I was asked late last year to lead an “AI Evaluation” project to explore possible use cases for our developer teams.

Our CTO had drunk the AI Kool-Aid and was all giddy about the things he was seeing in his Twitter feed, and having massive FOMO that we were somehow “missing out”.

(I’m not anti-AI, but I also have found the limits of its usefulness at this point, coupled with the fact that churning out code faster isn’t actually our biggest problem - spoiler alert: it’s getting consensus on what to build that’s our bottleneck. Once we unleash our devs on a problem, they have no issues cranking out high quality code, very quickly)

As predicted, results of the evaluation were mixed. Useful in some areas (explaining/summarising things, assisting with brainstorming, writing tests etc.), but very poor in other areas, to the point where you spend more time verifying its output is actually correct than you would have spent doing it yourself.

Apart from doing the grunt work on massive amounts of data, I don’t really see much use for AI for a few years yet.

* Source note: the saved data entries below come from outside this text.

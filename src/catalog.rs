//! Static catalog of the OpenStreetMap extract regions the pipeline knows about.

/// A named geographic subdivision with an associated remote snapshot.
///
/// `parent` is the sub-region path segment of the download URL; it is empty
/// for top-level regions.
#[derive(Debug, Clone, PartialEq, Eq)]
pub struct Region {
    pub id: String,
    pub parent: String,
}

impl Region {
    pub fn new(id: impl Into<String>, parent: impl Into<String>) -> Self {
        Self {
            id: id.into(),
            parent: parent.into(),
        }
    }

    /// URL of the latest raw snapshot for this region.
    pub fn snapshot_url(&self, base_url: &str) -> String {
        if self.parent.is_empty() {
            format!("{}/{}-latest.osm.pbf", base_url, self.id)
        } else {
            format!("{}/{}/{}-latest.osm.pbf", base_url, self.parent, self.id)
        }
    }
}

/// Ordered, immutable mapping from region id to its parent sub-region path.
///
/// The catalog is also the source of valid CLI choices, so looking up an id
/// that is not in the catalog is a programmer error.
#[derive(Debug, Clone)]
pub struct Catalog {
    regions: Vec<Region>,
}

impl Catalog {
    pub fn new(regions: Vec<Region>) -> Self {
        Self { regions }
    }

    /// The continental Geofabrik extracts covering the whole planet.
    pub fn geofabrik() -> Self {
        const AREAS: &[&str] = &[
            "africa",
            "antarctica",
            "asia",
            "australia-oceania",
            "europe",
            "north-america",
            "south-america",
        ];
        Self::new(AREAS.iter().map(|id| Region::new(*id, "")).collect())
    }

    pub fn iter(&self) -> impl Iterator<Item = &Region> {
        self.regions.iter()
    }

    pub fn contains(&self, id: &str) -> bool {
        self.regions.iter().any(|region| region.id == id)
    }

    pub fn get(&self, id: &str) -> Option<&Region> {
        self.regions.iter().find(|region| region.id == id)
    }

    /// Parent sub-region path for `id`; empty for top-level regions.
    ///
    /// # Panics
    ///
    /// Panics if `id` is not in the catalog.
    pub fn parent_path(&self, id: &str) -> &str {
        &self
            .get(id)
            .unwrap_or_else(|| panic!("region '{id}' is not in the catalog"))
            .parent
    }

    pub fn ids(&self) -> Vec<&str> {
        self.regions.iter().map(|region| region.id.as_str()).collect()
    }

    pub fn len(&self) -> usize {
        self.regions.len()
    }

    pub fn is_empty(&self) -> bool {
        self.regions.is_empty()
    }
}

#[cfg(test)]
mod tests {
    use super::*;

    fn two_level_catalog() -> Catalog {
        Catalog::new(vec![Region::new("a", ""), Region::new("b", "x")])
    }

    #[test]
    fn test_top_level_snapshot_url_has_no_parent_segment() {
        let catalog = two_level_catalog();
        let region = catalog.get("a").unwrap();
        assert_eq!(
            region.snapshot_url("https://download.geofabrik.de"),
            "https://download.geofabrik.de/a-latest.osm.pbf"
        );
    }

    #[test]
    fn test_nested_snapshot_url_includes_parent_segment() {
        let catalog = two_level_catalog();
        let region = catalog.get("b").unwrap();
        assert_eq!(
            region.snapshot_url("https://download.geofabrik.de"),
            "https://download.geofabrik.de/x/b-latest.osm.pbf"
        );
    }

    #[test]
    fn test_parent_path_lookup() {
        let catalog = two_level_catalog();
        assert_eq!(catalog.parent_path("a"), "");
        assert_eq!(catalog.parent_path("b"), "x");
    }

    #[test]
    #[should_panic(expected = "not in the catalog")]
    fn test_parent_path_of_unknown_region_panics() {
        two_level_catalog().parent_path("nowhere");
    }

    #[test]
    fn test_geofabrik_catalog_is_ordered_and_top_level() {
        let catalog = Catalog::geofabrik();
        assert_eq!(catalog.len(), 7);
        assert_eq!(catalog.ids().first(), Some(&"africa"));
        assert_eq!(catalog.ids().last(), Some(&"south-america"));
        assert!(catalog.iter().all(|region| region.parent.is_empty()));
    }
}
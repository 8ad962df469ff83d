use clap::Parser;
use std::path::PathBuf;
use tracing::error;

use water_polygons_update::catalog::Catalog;
use water_polygons_update::config::{Config, FileConfig};
use water_polygons_update::logging;
use water_polygons_update::pipeline::Pipeline;

#[derive(Parser)]
#[command(name = "update-water-polygons")]
#[command(about = "Update water polygons from OpenStreetMap to include estuaries and missing polygons")]
#[command(version = "0.1.0")]
struct Cli {
    /// Regions to process (comma-separated). Defaults to all cataloged regions
    #[arg(long, value_delimiter = ',')]
    regions: Vec<String>,

    /// Path to the uwp polygon correction executable
    #[arg(long)]
    uwp: Option<PathBuf>,

    /// Root directory for downloaded and derived data
    #[arg(long)]
    data_dir: Option<PathBuf>,

    /// Optional TOML file overriding URLs and tool locations
    #[arg(long)]
    config: Option<PathBuf>,
}

#[tokio::main]
async fn main() {
    logging::init_logging();

    let cli = Cli::parse();
    let catalog = Catalog::geofabrik();

    for region in &cli.regions {
        if !catalog.contains(region) {
            error!("Unknown region '{}'. Available: {}", region, catalog.ids().join(", "));
            std::process::exit(2);
        }
    }

    let file = match cli.config {
        Some(path) => match FileConfig::load(&path) {
            Ok(file) => file,
            Err(e) => {
                error!("Failed to load config file '{}': {}", path.display(), e);
                std::process::exit(2);
            }
        },
        None => FileConfig::default(),
    };
    let config = Config::resolve(file, cli.data_dir, cli.uwp);

    let pipeline = Pipeline::new(&config, &catalog);
    match pipeline.run(&cli.regions).await {
        Ok(summary) => {
            println!("\n📊 Run summary:");
            match serde_json::to_string_pretty(&summary) {
                Ok(json) => println!("{json}"),
                Err(_) => println!("{summary:?}"),
            }
        }
        Err(e) => {
            error!("Water polygon update failed: {}", e);
            std::process::exit(1);
        }
    }
}
use std::fs;
use tracing_subscriber::{fmt, prelude::*, EnvFilter};

/// Initializes the logging system with both console and file output.
pub fn init_logging() {
    // Ensure logs directory exists
    let _ = fs::create_dir_all("logs");

    // Create a non-blocking file appender for daily log rotation
    let file_appender = tracing_appender::rolling::daily("logs", "update-water-polygons.log");
    let (non_blocking_writer, _guard) = tracing_appender::non_blocking(file_appender);

    // Create a JSON layer for file logging
    let file_layer = fmt::layer().json().with_writer(non_blocking_writer);

    // Create a formatted layer for console logging
    let console_layer = fmt::layer().with_writer(std::io::stdout);

    // Set the global default subscriber
    tracing_subscriber::registry()
        .with(
            EnvFilter::from_default_env()
                .add_directive("water_polygons_update=info".parse().unwrap()),
        )
        .with(file_layer)
        .with(console_layer)
        .init();

    // We need to keep the guard in scope to ensure logs are flushed on exit
    std::mem::forget(_guard);
}
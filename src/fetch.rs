//! Streaming download of remote snapshots with coarse progress reporting.
//!
//! The fetcher owns no skip policy: callers decide whether a download is
//! needed before calling [`fetch`]. What the fetcher does guarantee is that
//! a failed transfer leaves no partial file behind.

use reqwest::Client;
use std::path::Path;
use tokio::io::AsyncWriteExt;
use tracing::{info, warn};

use crate::error::Result;
use crate::shapefile::remove_if_exists;

/// Tracks the last reported download percentage so progress is only logged
/// at coarse increments.
#[derive(Debug)]
pub struct Progress {
    last_reported: i64,
}

impl Progress {
    const STEP: i64 = 10;

    pub fn new() -> Self {
        Self { last_reported: -1 }
    }

    /// Percentage to report now, if the transfer advanced enough.
    ///
    /// Reports are monotonic, at least [`Self::STEP`] points apart, capped at
    /// 100, and suppressed entirely when the total size is unknown.
    pub fn update(&mut self, downloaded: u64, total: u64) -> Option<u8> {
        if total == 0 {
            return None;
        }
        let percent = ((downloaded.saturating_mul(100) / total) as i64).min(100);
        let completed = percent == 100 && self.last_reported != 100;
        if percent - self.last_reported >= Self::STEP || completed {
            self.last_reported = percent;
            Some(percent as u8)
        } else {
            None
        }
    }
}

impl Default for Progress {
    fn default() -> Self {
        Self::new()
    }
}

/// Download `url` to `local_path`, reporting progress at coarse increments.
///
/// The parent directory of `local_path` must already exist. On any transport
/// or write failure the partially written file is deleted before the error
/// is propagated, so no silent partial state remains on disk.
pub async fn fetch(client: &Client, url: &str, local_path: &Path) -> Result<u64> {
    info!("Downloading {} to {}", url, local_path.display());
    match stream_to_file(client, url, local_path).await {
        Ok(bytes) => {
            info!("Download complete: {}", local_path.display());
            Ok(bytes)
        }
        Err(err) => {
            if let Err(cleanup) = remove_if_exists(local_path) {
                warn!(
                    "Failed to clean up partial download {}: {}",
                    local_path.display(),
                    cleanup
                );
            }
            Err(err)
        }
    }
}

async fn stream_to_file(client: &Client, url: &str, local_path: &Path) -> Result<u64> {
    let mut response = client.get(url).send().await?.error_for_status()?;
    let total = response.content_length().unwrap_or(0);

    let mut file = tokio::fs::File::create(local_path).await?;
    let mut progress = Progress::new();
    let mut downloaded: u64 = 0;
    while let Some(chunk) = response.chunk().await? {
        file.write_all(&chunk).await?;
        downloaded += chunk.len() as u64;
        if let Some(percent) = progress.update(downloaded, total) {
            info!("{}: {}% complete", local_path.display(), percent);
        }
    }
    file.flush().await?;
    Ok(downloaded)
}

#[cfg(test)]
mod tests {
    use super::*;
    use tempfile::tempdir;
    use tokio::io::{AsyncReadExt, AsyncWriteExt};
    use tokio::net::TcpListener;

    #[test]
    fn test_progress_reports_in_ten_point_steps() {
        let mut progress = Progress::new();
        assert_eq!(progress.update(0, 1000), None);
        assert_eq!(progress.update(120, 1000), Some(12));
        // Less than ten points since the last report
        assert_eq!(progress.update(190, 1000), None);
        assert_eq!(progress.update(500, 1000), Some(50));
        assert_eq!(progress.update(1000, 1000), Some(100));
        // 100 is reported once
        assert_eq!(progress.update(1000, 1000), None);
    }

    #[test]
    fn test_progress_is_capped_at_100() {
        let mut progress = Progress::new();
        // More bytes than announced must not report past 100
        assert_eq!(progress.update(2000, 1000), Some(100));
    }

    #[test]
    fn test_progress_silent_when_total_is_unknown() {
        let mut progress = Progress::new();
        assert_eq!(progress.update(5000, 0), None);
    }

    /// One-shot HTTP server announcing `announced` bytes but sending only
    /// `body` before closing the connection.
    async fn serve_once(body: Vec<u8>, announced: usize) -> String {
        let listener = TcpListener::bind("127.0.0.1:0").await.unwrap();
        let addr = listener.local_addr().unwrap();
        tokio::spawn(async move {
            let (mut socket, _) = listener.accept().await.unwrap();
            let mut request = [0u8; 1024];
            let _ = socket.read(&mut request).await;
            let header = format!(
                "HTTP/1.1 200 OK\r\nContent-Length: {announced}\r\nConnection: close\r\n\r\n"
            );
            socket.write_all(header.as_bytes()).await.unwrap();
            socket.write_all(&body).await.unwrap();
            let _ = socket.flush().await;
        });
        format!("http://{addr}/snapshot.osm.pbf")
    }

    #[tokio::test]
    async fn test_fetch_writes_complete_body() {
        let body = vec![b'w'; 2048];
        let url = serve_once(body.clone(), body.len()).await;
        let dir = tempdir().unwrap();
        let target = dir.path().join("region.osm.pbf");

        let bytes = fetch(&Client::new(), &url, &target).await.unwrap();

        assert_eq!(bytes, 2048);
        assert_eq!(std::fs::read(&target).unwrap(), body);
    }

    #[tokio::test]
    async fn test_failed_transfer_leaves_no_file_behind() {
        // The server dies after 40% of the announced bytes
        let url = serve_once(vec![b'w'; 400], 1000).await;
        let dir = tempdir().unwrap();
        let target = dir.path().join("region.osm.pbf");

        let result = fetch(&Client::new(), &url, &target).await;

        assert!(result.is_err());
        assert!(!target.exists());
    }

    #[tokio::test]
    async fn test_http_error_status_is_propagated() {
        let listener = TcpListener::bind("127.0.0.1:0").await.unwrap();
        let addr = listener.local_addr().unwrap();
        tokio::spawn(async move {
            let (mut socket, _) = listener.accept().await.unwrap();
            let mut request = [0u8; 1024];
            let _ = socket.read(&mut request).await;
            let response = "HTTP/1.1 404 Not Found\r\nContent-Length: 0\r\nConnection: close\r\n\r\n";
            socket.write_all(response.as_bytes()).await.unwrap();
        });
        let dir = tempdir().unwrap();
        let target = dir.path().join("region.osm.pbf");

        let url = format!("http://{addr}/missing.osm.pbf");
        let result = fetch(&Client::new(), &url, &target).await;

        assert!(result.is_err());
        assert!(!target.exists());
    }
}
pub mod catalog;
pub mod config;
pub mod convert;
pub mod error;
pub mod extract;
pub mod fetch;
pub mod logging;
pub mod pipeline;
pub mod shapefile;
pub mod tool;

Having basic AI like Copilot replace meeting minute takers alone makes it worthwhile. No I will not be attending your 2am meeting, I will query the recap.

This is what we’re using it for and with caveats, it works extremely well.

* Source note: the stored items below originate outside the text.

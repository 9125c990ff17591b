//! Wire and document types shared by the lineup editor, its search client
//! and anything that stores or exchanges lineups.

pub mod formation;
pub mod player;

pub use formation::{Formation, Position, Slot};
pub use player::{PlayerRecord, SearchResponse};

I work in the selling of people business (consultancy), and some people just cannot write, or they think 3000 bullet points are perfectly fine to have on their CV.

Rather than spend 40 minutes banging my head against a desk, I can get my extremely helpful minions to use AI to turn it into a narrative and then review what it has done - that is, making sure it actually represents what was in the bullet points - then adjust as necessary for our corporate writing style etc. It can be a really useful time saver in certain situations.

It’s also okay at providing a framework for concepts. Say you need to develop a customer success plan, but have no idea where to start? Ask for said framework and the key elements - then you can talk to the 10 or so items it’ll come back with, or just take what you think you’ll need.

These are what I’d consider useful parlour tricks, that can genuinely save time. BUT, you need to interpret what it spits out, and really run over the content with an eagle eye or you will trip, fall and smash your face in.